In the entries below, find each line with the word "format" and return it.

** Material for the task follows **

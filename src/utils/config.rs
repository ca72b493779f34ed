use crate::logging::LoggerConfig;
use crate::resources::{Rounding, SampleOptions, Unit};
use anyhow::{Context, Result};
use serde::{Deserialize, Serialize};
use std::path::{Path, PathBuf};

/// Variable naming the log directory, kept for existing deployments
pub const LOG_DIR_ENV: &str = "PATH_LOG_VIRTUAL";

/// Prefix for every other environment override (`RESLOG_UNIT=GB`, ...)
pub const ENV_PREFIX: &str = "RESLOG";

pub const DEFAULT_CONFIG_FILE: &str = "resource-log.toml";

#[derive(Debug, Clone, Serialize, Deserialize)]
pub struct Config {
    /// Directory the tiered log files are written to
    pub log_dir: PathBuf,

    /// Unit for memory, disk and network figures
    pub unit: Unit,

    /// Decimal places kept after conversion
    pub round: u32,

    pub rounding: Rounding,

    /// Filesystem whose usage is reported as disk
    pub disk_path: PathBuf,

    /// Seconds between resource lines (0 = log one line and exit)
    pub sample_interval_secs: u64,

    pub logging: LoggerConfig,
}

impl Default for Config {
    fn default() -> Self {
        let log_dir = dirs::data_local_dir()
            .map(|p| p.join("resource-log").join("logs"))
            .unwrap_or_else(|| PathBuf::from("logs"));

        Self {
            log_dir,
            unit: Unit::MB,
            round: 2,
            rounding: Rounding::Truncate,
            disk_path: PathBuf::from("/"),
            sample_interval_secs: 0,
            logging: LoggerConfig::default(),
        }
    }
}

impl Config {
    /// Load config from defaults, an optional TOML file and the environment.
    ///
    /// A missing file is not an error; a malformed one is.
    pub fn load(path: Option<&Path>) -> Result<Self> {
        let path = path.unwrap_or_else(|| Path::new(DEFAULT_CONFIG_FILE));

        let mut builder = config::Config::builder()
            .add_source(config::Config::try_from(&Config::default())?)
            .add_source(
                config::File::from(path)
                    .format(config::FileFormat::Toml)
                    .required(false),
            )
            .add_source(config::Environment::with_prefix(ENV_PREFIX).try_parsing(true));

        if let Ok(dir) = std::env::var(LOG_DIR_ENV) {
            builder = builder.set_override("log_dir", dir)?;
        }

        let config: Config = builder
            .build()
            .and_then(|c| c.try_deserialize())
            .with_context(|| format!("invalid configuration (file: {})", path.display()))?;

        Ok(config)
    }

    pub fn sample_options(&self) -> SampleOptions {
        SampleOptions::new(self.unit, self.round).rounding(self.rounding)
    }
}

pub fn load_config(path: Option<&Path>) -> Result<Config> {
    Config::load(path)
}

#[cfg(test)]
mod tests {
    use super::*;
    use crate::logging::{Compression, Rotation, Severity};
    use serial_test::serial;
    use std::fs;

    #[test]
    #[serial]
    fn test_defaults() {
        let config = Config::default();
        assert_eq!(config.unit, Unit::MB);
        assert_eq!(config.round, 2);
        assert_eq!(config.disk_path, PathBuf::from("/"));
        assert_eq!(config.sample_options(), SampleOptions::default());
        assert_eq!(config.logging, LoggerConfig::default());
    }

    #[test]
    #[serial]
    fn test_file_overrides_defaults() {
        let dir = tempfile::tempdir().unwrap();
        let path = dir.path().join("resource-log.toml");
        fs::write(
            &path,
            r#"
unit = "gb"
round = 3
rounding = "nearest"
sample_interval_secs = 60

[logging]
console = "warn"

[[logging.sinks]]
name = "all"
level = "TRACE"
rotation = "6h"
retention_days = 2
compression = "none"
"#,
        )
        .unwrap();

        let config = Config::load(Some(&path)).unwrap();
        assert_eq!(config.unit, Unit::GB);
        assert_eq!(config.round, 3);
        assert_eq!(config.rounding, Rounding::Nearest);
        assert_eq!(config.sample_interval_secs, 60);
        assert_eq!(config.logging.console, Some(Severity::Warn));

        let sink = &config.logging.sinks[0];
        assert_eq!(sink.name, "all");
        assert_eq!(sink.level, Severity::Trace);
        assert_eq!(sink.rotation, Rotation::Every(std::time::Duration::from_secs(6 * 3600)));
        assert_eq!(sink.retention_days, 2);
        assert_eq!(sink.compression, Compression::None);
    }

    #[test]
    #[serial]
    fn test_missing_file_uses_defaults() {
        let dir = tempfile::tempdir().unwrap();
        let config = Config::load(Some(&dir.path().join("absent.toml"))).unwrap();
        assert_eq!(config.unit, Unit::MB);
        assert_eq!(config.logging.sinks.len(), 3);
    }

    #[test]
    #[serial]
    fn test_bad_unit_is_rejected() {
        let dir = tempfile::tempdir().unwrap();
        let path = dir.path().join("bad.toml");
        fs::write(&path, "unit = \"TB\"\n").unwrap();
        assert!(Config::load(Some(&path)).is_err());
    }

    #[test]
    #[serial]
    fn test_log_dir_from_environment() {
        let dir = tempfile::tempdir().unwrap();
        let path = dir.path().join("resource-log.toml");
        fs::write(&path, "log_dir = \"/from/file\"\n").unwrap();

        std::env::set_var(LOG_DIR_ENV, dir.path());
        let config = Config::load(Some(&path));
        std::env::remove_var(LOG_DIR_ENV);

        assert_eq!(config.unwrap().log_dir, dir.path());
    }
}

** End of Material for the task **

• _Solution below_:
                    .format(config::FileFormat::Toml)
            .with_context(|| format!("invalid configuration (file: {})", path.display()))?;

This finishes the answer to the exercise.